We’re going to do this in just three lines of code! This uses two hand packages: modelr::data_grid to set up the data, and tidybayes::add_predicted_samples

Kline_post_samp <- Kline %>%
data_grid(logpop = seq_range(logpop, n = 200)) %>%
re_formula = NULL,
allow_new_levels = TRUE)

head(Kline_post_samp)
## # A tibble: 6 x 5
## # Groups:   logpop, .row [1]
##   logpop  .row .chain .iteration  pred
##    <dbl> <int>  <int>      <int> <int>
## 1   7.00     1     NA          1    18
## 2   7.00     1     NA          2    33
## 3   7.00     1     NA          3    26
## 4   7.00     1     NA          4    25
## 5   7.00     1     NA          5    26
## 6   7.00     1     NA          6    15

As you can see, we get a monstrous long data.frame back. Each posterior sample from each iteration has its own line. tidybayes also features some handy functions for calculating intervals out of all these numbers. In Rethinking, a frequent choice is HPDIs (Highest Posterior Density Intervals) of 97%, 89% and 73%. Here they are for this model:

inters <- Kline_post_samp %>%
median_hdi(.prob = c(0.73, 0.89, 0.97))

inters %>%
ungroup %>%
mutate(prob_fac = factor(.prob),
prob_fac = forcats::fct_reorder(prob_fac, .prob, .desc = TRUE)) %>%
ggplot(aes(x = logpop, y = pred)) +
geom_line() +
geom_ribbon(aes(ymin = conf.low, ymax = conf.high, fill = prob_fac)) +
scale_fill_brewer(palette = "Greens", direction = -1) +
coord_cartesian(ylim = c(12, 70)) +
geom_line() +
geom_point(aes(x = logpop, y = total_tools), data = Kline) +
labs(title = "Predicted tool number and log population",
x = "Population (log)",
y = "Total tools")

Which is a fair, but hardly exact, match for figure 12.6 in Rethinking. In fact, I was confused about this too, and actually asked about it on stackoverflow. It turns out that the jagged shape is simply sampling error. Of course, as Gavin pointed out on Twitter (and is quoted in the answer there) smooth lines are possible if we ask for fitted, not predicted values. I didn’t do that, because I wanted to stick to what the book had done.

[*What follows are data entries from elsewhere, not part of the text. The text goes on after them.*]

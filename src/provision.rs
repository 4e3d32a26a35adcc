//! Infrastructure provisioning.
//!
//! The daemon talks to infrastructure through the [`Provisioner`] contract.
//! The shipped implementation drives terraform: each cluster gets its own
//! state directory, and provider credentials are injected into the
//! terraform process environment after being resolved through the
//! [`SecretsGetter`] contract.

use std::collections::BTreeMap;
use std::path::{Path, PathBuf};
use std::sync::Arc;

use async_trait::async_trait;
use tokio::process::Command;
use tracing::info;

use crate::plan::Plan;
use crate::store::{Cluster, ClusterStore};
use crate::util::errors::{Error, Result};

/// Providers the daemon knows how to provision infrastructure on.
pub const SUPPORTED_PROVIDERS: &[&str] = &["aws", "azure"];

const TERRAFORM_BINARY_PATH: &str = "terraform/bin/terraform";
const TERRAFORM_PROVIDERS_DIR: &str = "terraform/providers";
const TERRAFORM_CLUSTERS_DIR: &str = "terraform/clusters";

/// The secrets each provider requires, as a map from the secret name
/// declared in the cluster spec to the environment variable it must be
/// exposed as.
pub fn expected_secrets(provider: &str) -> Result<BTreeMap<String, String>> {
    let env_vars: &[&str] = match provider {
        "aws" => &["AWS_ACCESS_KEY_ID", "AWS_SECRET_ACCESS_KEY"],
        "azure" => &[
            "ARM_SUBSCRIPTION_ID",
            "ARM_CLIENT_ID",
            "ARM_CLIENT_SECRET",
            "ARM_TENANT_ID",
        ],
        other => return Err(Error::UnsupportedProvider(other.to_string())),
    };
    Ok(env_vars
        .iter()
        .map(|v| (v.to_string(), v.to_string()))
        .collect())
}

/// Creates and destroys infrastructure for a cluster.
#[async_trait]
pub trait Provisioner: Send + Sync {
    /// Provision the infrastructure described in the plan. Returns the plan
    /// updated with the provisioned details (node IPs, load balanced FQDN).
    /// Must converge when re-run over an existing footprint.
    async fn provision(&self, plan: Plan) -> Result<Plan>;

    /// Destroy the infrastructure that was provisioned for the cluster.
    async fn destroy(&self, cluster_name: &str) -> Result<()>;
}

/// Builds a provisioner for a cluster based on its declared provider.
pub trait ProvisionerFactory: Send + Sync {
    fn create(&self, cluster_name: &str, cluster: &Cluster) -> Result<Box<dyn Provisioner>>;
}

/// Provides secrets required when interacting with cloud provider APIs.
pub trait SecretsGetter: Send + Sync {
    /// Resolve the expected secrets of a cluster into `KEY=VALUE` strings
    /// suitable for subprocess environment injection. The expected map goes
    /// from declared secret name to environment variable name. Fails if a
    /// required secret is missing.
    fn get_as_environment_variables(
        &self,
        cluster_name: &str,
        expected: &BTreeMap<String, String>,
    ) -> Result<Vec<String>>;
}

/// Resolves secrets from the cluster records in the store.
pub struct StoreSecretsGetter {
    clusters: ClusterStore,
}

impl StoreSecretsGetter {
    pub fn new(clusters: ClusterStore) -> StoreSecretsGetter {
        StoreSecretsGetter { clusters }
    }
}

impl SecretsGetter for StoreSecretsGetter {
    fn get_as_environment_variables(
        &self,
        cluster_name: &str,
        expected: &BTreeMap<String, String>,
    ) -> Result<Vec<String>> {
        let cluster = self
            .clusters
            .get(cluster_name)?
            .ok_or_else(|| Error::ClusterNotFound(cluster_name.to_string()))?;
        let mut env_vars = Vec::with_capacity(expected.len());
        for (secret_name, env_var) in expected {
            let value = cluster
                .spec
                .provisioner
                .secrets
                .get(secret_name)
                .ok_or_else(|| Error::MissingSecret {
                    cluster: cluster_name.to_string(),
                    name: secret_name.clone(),
                })?;
            env_vars.push(format!("{env_var}={value}"));
        }
        Ok(env_vars)
    }
}

/// Terraform-backed provisioner. All terraform invocations run in the
/// cluster's state directory so that concurrent clusters don't share state.
pub struct Terraform {
    binary_path: PathBuf,
    providers_dir: PathBuf,
    clusters_dir: PathBuf,
    provider: String,
    /// KEY=VALUE credential pairs added to the terraform environment.
    env: Vec<(String, String)>,
}

#[async_trait]
impl Provisioner for Terraform {
    async fn provision(&self, plan: Plan) -> Result<Plan> {
        let cluster_name = plan.cluster.name.clone();
        let state_dir = self.clusters_dir.join(&cluster_name);
        tokio::fs::create_dir_all(&state_dir).await?;

        // Terraform runs inside the cluster state dir; the provider module
        // path must stay valid from there.
        let provider_dir = absolute(&self.providers_dir)?
            .join(&self.provider)
            .to_string_lossy()
            .into_owned();
        let plan_out = format!("-out={cluster_name}");

        info!(cluster = %cluster_name, provider = %self.provider, "provisioning infrastructure");
        self.run(&state_dir, &["init", &provider_dir]).await?;
        self.run(&state_dir, &["plan", &plan_out, &provider_dir])
            .await?;
        self.run(&state_dir, &["apply", &cluster_name]).await?;

        // The provider template renders the updated plan as a terraform
        // output once the footprint exists.
        let rendered = self
            .run(&state_dir, &["output", "rendered_template"])
            .await?;
        let provisioned: Plan = serde_yaml::from_str(&rendered)
            .map_err(|e| Error::Provision(format!("error decoding rendered plan: {e}")))?;
        Ok(provisioned)
    }

    async fn destroy(&self, cluster_name: &str) -> Result<()> {
        let state_dir = self.clusters_dir.join(cluster_name);
        info!(cluster = %cluster_name, "destroying provisioned infrastructure");
        self.run(&state_dir, &["destroy", "-force"]).await?;
        Ok(())
    }
}

impl Terraform {
    async fn run(&self, dir: &Path, args: &[&str]) -> Result<String> {
        let output = Command::new(absolute(&self.binary_path)?)
            .args(args)
            .current_dir(dir)
            .envs(self.env.iter().map(|(k, v)| (k.as_str(), v.as_str())))
            .output()
            .await
            .map_err(|e| {
                Error::Provision(format!(
                    "error running {} {}: {e}",
                    self.binary_path.display(),
                    args.join(" ")
                ))
            })?;
        if !output.status.success() {
            let mut combined = String::from_utf8_lossy(&output.stdout).into_owned();
            combined.push_str(&String::from_utf8_lossy(&output.stderr));
            return Err(Error::Provision(format!(
                "terraform {} failed: {}",
                args.first().unwrap_or(&""),
                combined.trim()
            )));
        }
        Ok(String::from_utf8_lossy(&output.stdout).into_owned())
    }
}

fn absolute(path: &Path) -> Result<PathBuf> {
    if path.is_absolute() {
        Ok(path.to_path_buf())
    } else {
        Ok(std::env::current_dir()?.join(path))
    }
}

/// Builds terraform provisioners with credentials resolved from the
/// cluster's declared secrets.
pub struct TerraformFactory {
    binary_path: PathBuf,
    providers_dir: PathBuf,
    clusters_dir: PathBuf,
    secrets: Arc<dyn SecretsGetter>,
}

impl TerraformFactory {
    pub fn new(secrets: Arc<dyn SecretsGetter>) -> TerraformFactory {
        TerraformFactory {
            binary_path: PathBuf::from(TERRAFORM_BINARY_PATH),
            providers_dir: PathBuf::from(TERRAFORM_PROVIDERS_DIR),
            clusters_dir: PathBuf::from(TERRAFORM_CLUSTERS_DIR),
            secrets,
        }
    }
}

impl ProvisionerFactory for TerraformFactory {
    fn create(&self, cluster_name: &str, cluster: &Cluster) -> Result<Box<dyn Provisioner>> {
        let provider = cluster.spec.provisioner.provider.clone();
        let expected = expected_secrets(&provider)?;
        let env = self
            .secrets
            .get_as_environment_variables(cluster_name, &expected)?
            .into_iter()
            .filter_map(|pair| {
                pair.split_once('=')
                    .map(|(k, v)| (k.to_string(), v.to_string()))
            })
            .collect();
        Ok(Box::new(Terraform {
            binary_path: self.binary_path.clone(),
            providers_dir: self.providers_dir.clone(),
            clusters_dir: self.clusters_dir.clone(),
            provider,
            env,
        }))
    }
}

#[cfg(test)]
mod tests {
    use super::*;
    use crate::store::{
        ClusterSpec, ClusterState, ClusterStatus, KvStore, ProvisionerSpec, CLUSTER_BUCKET,
    };

    fn cluster_with_secrets(secrets: BTreeMap<String, String>) -> Cluster {
        Cluster {
            spec: ClusterSpec {
                desired_state: ClusterState::Installed,
                etcd_count: 1,
                master_count: 1,
                worker_count: 1,
                ingress_count: 0,
                provisioner: ProvisionerSpec {
                    provider: "aws".to_string(),
                    options: BTreeMap::new(),
                    secrets,
                },
            },
            status: ClusterStatus::default(),
        }
    }

    #[test]
    fn unknown_providers_are_rejected() {
        assert!(matches!(
            expected_secrets("digitalocean"),
            Err(Error::UnsupportedProvider(_))
        ));
        assert!(expected_secrets("aws").is_ok());
        assert!(expected_secrets("azure").is_ok());
    }

    #[tokio::test]
    async fn secrets_getter_resolves_declared_secrets() {
        let dir = tempfile::tempdir().unwrap();
        let store = Arc::new(KvStore::open(dir.path().join("store.db")).unwrap());
        store.create_bucket(CLUSTER_BUCKET).unwrap();
        let clusters = ClusterStore::new(store, CLUSTER_BUCKET);

        let secrets = BTreeMap::from([
            ("AWS_ACCESS_KEY_ID".to_string(), "AKIA123".to_string()),
            ("AWS_SECRET_ACCESS_KEY".to_string(), "shhh".to_string()),
        ]);
        clusters
            .put("c1", &cluster_with_secrets(secrets))
            .await
            .unwrap();

        let getter = StoreSecretsGetter::new(clusters);
        let expected = expected_secrets("aws").unwrap();
        let env = getter.get_as_environment_variables("c1", &expected).unwrap();
        assert!(env.contains(&"AWS_ACCESS_KEY_ID=AKIA123".to_string()));
        assert!(env.contains(&"AWS_SECRET_ACCESS_KEY=shhh".to_string()));
    }

    #[tokio::test]
    async fn secrets_getter_fails_on_missing_secret() {
        let dir = tempfile::tempdir().unwrap();
        let store = Arc::new(KvStore::open(dir.path().join("store.db")).unwrap());
        store.create_bucket(CLUSTER_BUCKET).unwrap();
        let clusters = ClusterStore::new(store, CLUSTER_BUCKET);

        clusters
            .put("c1", &cluster_with_secrets(BTreeMap::new()))
            .await
            .unwrap();

        let getter = StoreSecretsGetter::new(clusters);
        let expected = expected_secrets("aws").unwrap();
        let err = getter
            .get_as_environment_variables("c1", &expected)
            .unwrap_err();
        assert!(matches!(err, Error::MissingSecret { .. }));
    }
}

I want to talk a bit about two arguments to add_predicted_samples above: re_formula and allow_new_levels. Although these are arguments to tidybayes::add_predicted_samples, that function just passes them straight to brms::posterior_predict (or, in the case of tidybayes::add_fitted_samples, to brms::posterior_linpred). So we need to look there to find them documented. Now I am an enormous fan of brms, but I must say that the help file here was at first a source of great confusion for me:

re_formula formula containing group-level effects to be considered in the prediction. If NULL (default), include all group-level effects; if NA, include no group-level effects.
allow_new_levels
A flag indicating if new levels of group-level effects are allowed (defaults to FALSE). Only relevant if newdata is provided.

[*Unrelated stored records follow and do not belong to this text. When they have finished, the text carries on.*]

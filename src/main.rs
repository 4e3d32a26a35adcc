use std::path::PathBuf;
use std::sync::Arc;
use std::time::Duration;

use actix_web::{middleware, web::Data, App, HttpServer};
use clap::{Args, Parser, Subcommand};
use openssl::ssl::{SslAcceptor, SslFiletype, SslMethod};
use tokio_util::sync::CancellationToken;
use tracing::{info, warn};

use kismatic::api::{self, ApiState};
use kismatic::controller::{MultiClusterController, State};
use kismatic::install::PlaybookExecutorFactory;
use kismatic::provision::{StoreSecretsGetter, TerraformFactory};
use kismatic::store::{ClusterStore, KvStore, CLUSTER_BUCKET};
use kismatic::util::telemetry;

const DEFAULT_TLS_PORT: u16 = 8443;
const DEFAULT_PLAIN_PORT: u16 = 8080;

#[derive(Parser)]
#[command(name = "kismatic", version, about = "Kubernetes cluster lifecycle daemon")]
struct Cli {
    #[command(subcommand)]
    command: Command,
}

#[derive(Subcommand)]
enum Command {
    /// Start the HTTP server that manages cluster lifecycles.
    ///
    /// The API has endpoints to create, mutate, delete and view clusters. A
    /// local datastore persists the state of the clusters managed by this
    /// server.
    Server(ServerArgs),
}

#[derive(Args, Debug)]
struct ServerArgs {
    /// Port to start the server on (defaults to 8443 with TLS, 8080 without)
    #[arg(short, long)]
    port: Option<u16>,

    /// Path to the TLS cert file
    #[arg(long)]
    cert_file: Option<PathBuf>,

    /// Path to the TLS key file
    #[arg(long)]
    key_file: Option<PathBuf>,

    /// Path of the file where the cluster database is kept
    #[arg(long, default_value = "kismatic.db")]
    db_file: PathBuf,

    /// Directory where per-cluster assets are generated
    #[arg(long, default_value = "clusters")]
    assets_dir: PathBuf,

    /// Seconds between full reconciliation passes over the store
    #[arg(long, default_value_t = 600)]
    reconcile_interval: u64,

    /// Serve plain HTTP instead of TLS
    #[arg(long, default_value_t = false)]
    insecure_disable_tls: bool,

    /// Logging filter directive for tracing_subscriber::filter::EnvFilter.
    /// Example: "info,kismatic=debug"
    #[arg(long, default_value = "info", env = "KISMATIC_LOG")]
    log_filter: String,
}

#[tokio::main]
async fn main() -> anyhow::Result<()> {
    let cli = Cli::parse();
    match cli.command {
        Command::Server(args) => server(args).await,
    }
}

async fn server(args: ServerArgs) -> anyhow::Result<()> {
    telemetry::init(&args.log_filter).await;

    let store = Arc::new(KvStore::open(&args.db_file)?);
    store.create_bucket(CLUSTER_BUCKET)?;
    let clusters = ClusterStore::new(store.clone(), CLUSTER_BUCKET);
    tokio::fs::create_dir_all(&args.assets_dir).await?;

    // Wire the supervisor with the terraform provisioner and the ansible
    // executor; credentials come from the secrets declared on each cluster.
    let state = State::default();
    let secrets = Arc::new(StoreSecretsGetter::new(clusters.clone()));
    let supervisor = MultiClusterController::new(
        args.assets_dir.clone(),
        clusters.clone(),
        Arc::new(PlaybookExecutorFactory::new()),
        Arc::new(TerraformFactory::new(secrets)),
        Duration::from_secs(args.reconcile_interval),
        state.clone(),
    );
    let shutdown = CancellationToken::new();
    let supervisor_task = tokio::spawn(supervisor.run(shutdown.clone()));

    let api_state = ApiState {
        clusters,
        assets_root_dir: args.assets_dir.clone(),
        supervisor: state,
    };
    let server = HttpServer::new(move || {
        App::new()
            .app_data(Data::new(api_state.clone()))
            .wrap(middleware::Logger::default().exclude("/healthz"))
            .configure(api::configure)
    })
    .shutdown_timeout(5);

    let server = if args.insecure_disable_tls {
        let port = args.port.unwrap_or(DEFAULT_PLAIN_PORT);
        warn!("TLS is disabled, serving plain HTTP");
        info!(port, "starting server");
        server.bind(("0.0.0.0", port))?
    } else {
        let (cert_file, key_file) = match (&args.cert_file, &args.key_file) {
            (Some(cert), Some(key)) => (cert, key),
            _ => anyhow::bail!(
                "TLS requires --cert-file and --key-file; pass --insecure-disable-tls to serve plain HTTP"
            ),
        };
        let mut builder = SslAcceptor::mozilla_intermediate(SslMethod::tls())?;
        builder.set_private_key_file(key_file, SslFiletype::PEM)?;
        builder.set_certificate_chain_file(cert_file)?;
        let port = args.port.unwrap_or(DEFAULT_TLS_PORT);
        info!(port, "starting server with TLS");
        server.bind_openssl(("0.0.0.0", port), builder)?
    };

    // The server handles SIGINT/SIGTERM itself; once it drains, stop the
    // supervisor and wait for in-flight controller work to finish.
    server.run().await?;

    info!("shutting down the controllers");
    shutdown.cancel();
    if let Err(e) = supervisor_task.await {
        warn!(error = %e, "supervisor task failed during shutdown");
    }
    store.close();
    Ok(())
}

When I first read this, I didn’t understand the word “include”. How does that map on to McElreath’s three cases above? Could not all three be said to “include” the group-level effects, in one way or another? Curiouser: re_formula can be a formula (okay) or NA (loosely translated: nothing) or NULL (loosely translated: less than nothing). Curiouser still: allow_new_levels can be TRUE or FALSE. So that gives us six possible combinations of the two different arguments – or even more, if you consider that the formula could omit a random effect, but include others. But if you omit it, is that closer to the NULL or to the NA effect?

A stormy sea indeed.

Perhaps the best way to understand this is by demonstration! Fortunately the tidybayes website contains some code to build a simple, easy-to-play-with model that I used to help me study how this works:

Stepping through the vignette for tidybayes

We begin by sampling some data from five different “conditions”:

set.seed(5)
n <- 10
n_condition <- 5
ABC <-
data_frame(
condition = rep(c("A", "B", "C", "D", "E"), n),
response = rnorm(n * 5, c(0, 1, 2, 1, -1), 0.5)
)

ABC %>%
ggplot(aes(y = condition, x = response)) +
geom_point(pch = 21, size = 4, stroke = 1.4, fill = "#41b6c4")

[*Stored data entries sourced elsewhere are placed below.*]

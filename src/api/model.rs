//! Request and response payloads of the cluster API, and the validation
//! rules applied to them.

use std::collections::BTreeMap;

use serde::{Deserialize, Serialize};

use crate::provision::SUPPORTED_PROVIDERS;
use crate::store::{Cluster, ClusterSpec, ClusterState, ProvisionerSpec};

/// Desired states a user may request when creating a cluster.
const VALID_CREATE_STATES: &[&str] = &["planned", "provisioned", "installed"];

/// Desired states a user may request when updating a cluster.
const VALID_UPDATE_STATES: &[&str] = &["planned", "provisioned", "installed", "destroyed"];

#[derive(Debug, Clone, Default, Deserialize, Serialize)]
#[serde(rename_all = "camelCase")]
pub struct ClusterRequest {
    #[serde(default)]
    pub name: String,
    #[serde(default)]
    pub desired_state: String,
    #[serde(default)]
    pub etcd_count: i64,
    #[serde(default)]
    pub master_count: i64,
    #[serde(default)]
    pub worker_count: i64,
    #[serde(default)]
    pub ingress_count: i64,
    #[serde(default)]
    pub provisioner: ProvisionerRequest,
}

#[derive(Debug, Clone, Default, Deserialize, Serialize)]
#[serde(rename_all = "camelCase")]
pub struct ProvisionerRequest {
    #[serde(default)]
    pub provider: String,
    #[serde(default)]
    pub options: BTreeMap<String, String>,
    #[serde(default)]
    pub secrets: BTreeMap<String, String>,
}

impl ClusterRequest {
    /// Build the spec persisted in the store. Returns `None` when the
    /// desired state does not parse; validation reports that case to the
    /// caller first.
    pub fn to_spec(&self) -> Option<ClusterSpec> {
        let desired_state = ClusterState::parse(&self.desired_state)?;
        Some(ClusterSpec {
            desired_state,
            etcd_count: self.etcd_count as u32,
            master_count: self.master_count as u32,
            worker_count: self.worker_count as u32,
            ingress_count: self.ingress_count as u32,
            provisioner: ProvisionerSpec {
                provider: self.provisioner.provider.clone(),
                options: self.provisioner.options.clone(),
                secrets: self.provisioner.secrets.clone(),
            },
        })
    }
}

/// A cluster as reported by the API. There is no secrets field: responses
/// structurally cannot carry credentials.
#[derive(Debug, Clone, PartialEq, Serialize, Deserialize)]
#[serde(rename_all = "camelCase")]
pub struct ClusterResponse {
    pub name: String,
    pub desired_state: ClusterState,
    pub current_state: Option<ClusterState>,
    pub cluster_ip: Option<String>,
    pub waiting_for_manual_retry: bool,
    pub etcd_count: u32,
    pub master_count: u32,
    pub worker_count: u32,
    pub ingress_count: u32,
    pub provisioner: ProvisionerResponse,
}

#[derive(Debug, Clone, PartialEq, Serialize, Deserialize)]
#[serde(rename_all = "camelCase")]
pub struct ProvisionerResponse {
    pub provider: String,
    pub options: BTreeMap<String, String>,
}

impl ClusterResponse {
    pub fn from_cluster(name: &str, cluster: &Cluster) -> ClusterResponse {
        ClusterResponse {
            name: name.to_string(),
            desired_state: cluster.spec.desired_state,
            current_state: cluster.status.current_state,
            cluster_ip: cluster.status.cluster_ip.clone(),
            waiting_for_manual_retry: cluster.status.waiting_for_manual_retry,
            etcd_count: cluster.spec.etcd_count,
            master_count: cluster.spec.master_count,
            worker_count: cluster.spec.worker_count,
            ingress_count: cluster.spec.ingress_count,
            provisioner: ProvisionerResponse {
                provider: cluster.spec.provisioner.provider.clone(),
                options: cluster.spec.provisioner.options.clone(),
            },
        }
    }
}

#[derive(Default)]
struct Validator {
    errs: Vec<String>,
}

impl Validator {
    fn add(&mut self, err: impl Into<String>) {
        self.errs.push(err.into());
    }

    fn result(self) -> Result<(), Vec<String>> {
        if self.errs.is_empty() {
            Ok(())
        } else {
            Err(self.errs)
        }
    }
}

pub fn validate_create(req: &ClusterRequest) -> Result<(), Vec<String>> {
    let mut v = Validator::default();
    if req.name.is_empty() {
        v.add("name cannot be empty");
    }
    if req.desired_state.is_empty() {
        v.add("desiredState cannot be empty");
    } else if !VALID_CREATE_STATES.contains(&req.desired_state.as_str()) {
        v.add(format!(
            "{} is not a valid desiredState, options are: {:?}",
            req.desired_state, VALID_CREATE_STATES
        ));
    }
    if req.etcd_count <= 0 {
        v.add("cluster.etcdCount must be greater than 0");
    }
    if req.master_count <= 0 {
        v.add("cluster.masterCount must be greater than 0");
    }
    if req.worker_count <= 0 {
        v.add("cluster.workerCount must be greater than 0");
    }
    if req.ingress_count < 0 {
        v.add("cluster.ingressCount must be greater than or equal to 0");
    }
    if req.provisioner.provider.is_empty() {
        v.add("provisioner.provider cannot be empty");
    } else if !SUPPORTED_PROVIDERS.contains(&req.provisioner.provider.as_str()) {
        v.add(format!(
            "{} is not a valid provisioner.provider, options are: {:?}",
            req.provisioner.provider, SUPPORTED_PROVIDERS
        ));
    }
    v.result()
}

/// Validate that the requested changes can be applied to the stored
/// cluster.
pub fn validate_update(
    name: &str,
    req: &ClusterRequest,
    in_store: &Cluster,
) -> Result<(), Vec<String>> {
    let mut v = Validator::default();
    if name != req.name {
        v.add("name must match the cluster requested");
    }
    if req.desired_state.is_empty() {
        v.add("desiredState cannot be empty");
    } else if !VALID_UPDATE_STATES.contains(&req.desired_state.as_str()) {
        v.add(format!(
            "{} is not a valid desiredState, options are: {:?}",
            req.desired_state, VALID_UPDATE_STATES
        ));
    }
    if req.etcd_count != 0 && req.etcd_count != i64::from(in_store.spec.etcd_count) {
        v.add("cluster.etcdCount cannot be modified");
    }
    // Adding and removing master, worker, or ingress nodes is allowed.
    if req.master_count <= 0 {
        v.add("cluster.masterCount must be greater than 0");
    }
    if req.worker_count <= 0 {
        v.add("cluster.workerCount must be greater than 0");
    }
    if req.ingress_count < 0 {
        v.add("cluster.ingressCount must be greater than or equal to 0");
    }
    v.result()
}

#[cfg(test)]
mod tests {
    use super::*;
    use crate::store::ClusterStatus;

    fn valid_request() -> ClusterRequest {
        ClusterRequest {
            name: "c1".to_string(),
            desired_state: "installed".to_string(),
            etcd_count: 1,
            master_count: 1,
            worker_count: 1,
            ingress_count: 0,
            provisioner: ProvisionerRequest {
                provider: "aws".to_string(),
                options: BTreeMap::from([("region".to_string(), "us-east-1".to_string())]),
                secrets: BTreeMap::from([("AWS_ACCESS_KEY_ID".to_string(), "AKIA".to_string())]),
            },
        }
    }

    #[test]
    fn a_valid_create_request_passes() {
        assert!(validate_create(&valid_request()).is_ok());
    }

    #[test]
    fn create_validation_reports_every_problem() {
        let mut req = valid_request();
        req.name = String::new();
        req.desired_state = "destroyed".to_string();
        req.etcd_count = 0;
        req.ingress_count = -1;
        req.provisioner.provider = "digitalocean".to_string();

        let errs = validate_create(&req).unwrap_err();
        assert!(errs.contains(&"name cannot be empty".to_string()));
        assert!(errs.contains(&"cluster.etcdCount must be greater than 0".to_string()));
        assert!(errs.contains(&"cluster.ingressCount must be greater than or equal to 0".to_string()));
        assert!(errs.iter().any(|e| e.contains("not a valid desiredState")));
        assert!(errs.iter().any(|e| e.contains("not a valid provisioner.provider")));
    }

    #[test]
    fn updates_cannot_modify_the_etcd_count() {
        let stored = Cluster {
            spec: valid_request().to_spec().unwrap(),
            status: ClusterStatus::default(),
        };
        let mut req = valid_request();
        req.etcd_count = 3;

        let errs = validate_update("c1", &req, &stored).unwrap_err();
        assert_eq!(errs, vec!["cluster.etcdCount cannot be modified".to_string()]);

        // Leaving the count unset or equal to the stored value is fine.
        let mut req = valid_request();
        req.etcd_count = 0;
        assert!(validate_update("c1", &req, &stored).is_ok());
    }

    #[test]
    fn updates_may_request_destruction() {
        let stored = Cluster {
            spec: valid_request().to_spec().unwrap(),
            status: ClusterStatus::default(),
        };
        let mut req = valid_request();
        req.desired_state = "destroyed".to_string();
        assert!(validate_update("c1", &req, &stored).is_ok());
    }

    #[test]
    fn update_name_must_match_the_path() {
        let stored = Cluster {
            spec: valid_request().to_spec().unwrap(),
            status: ClusterStatus::default(),
        };
        let errs = validate_update("other", &valid_request(), &stored).unwrap_err();
        assert_eq!(errs, vec!["name must match the cluster requested".to_string()]);
    }

    #[test]
    fn responses_never_contain_secrets() {
        let cluster = Cluster {
            spec: valid_request().to_spec().unwrap(),
            status: ClusterStatus {
                current_state: Some(ClusterState::Installed),
                waiting_for_manual_retry: false,
                cluster_ip: Some("lb.example.com".to_string()),
            },
        };
        let response = ClusterResponse::from_cluster("c1", &cluster);
        let raw = serde_json::to_string(&response).unwrap();
        assert!(!raw.contains("secrets"));
        assert!(!raw.contains("AKIA"));
        assert!(raw.contains("\"provider\":\"aws\""));
    }
}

And by fitting a model to these data, with varying intercepts for each group:

m <- brm(
response ~ (1 | condition), data = ABC,
prior = c(
prior(normal(0, 1), class = Intercept),
prior(student_t(3, 0, 1), class = sd),
prior(student_t(3, 0, 1), class = sigma)
)
)

An easy way to visualize these results is with a so-called “joyplot”4

ABC %>%
data_grid(condition) %>%
ggplot(aes(x = pred, y = condition)) +
geom_density_ridges(fill = "#41b6c4") +
theme_minimal()

Alright. This used the simple vanilla option, add_predicted_samples(m). This uses the default options for making predictions, which recall is “NULL (default), include all group-level effects”. If you set add_predicted_samples(m, re_formula = NULL) (try it!), you’ll get exactly the same figure.
So we can see that to “include” an effect is to take the actual estimated intercepts for each specific group we studied and use them to make new predictions for the same groups. This is Case 1 from McElreath’s list (though in this case, because we only have groups and nothing else, Case 1 and 2 are the same).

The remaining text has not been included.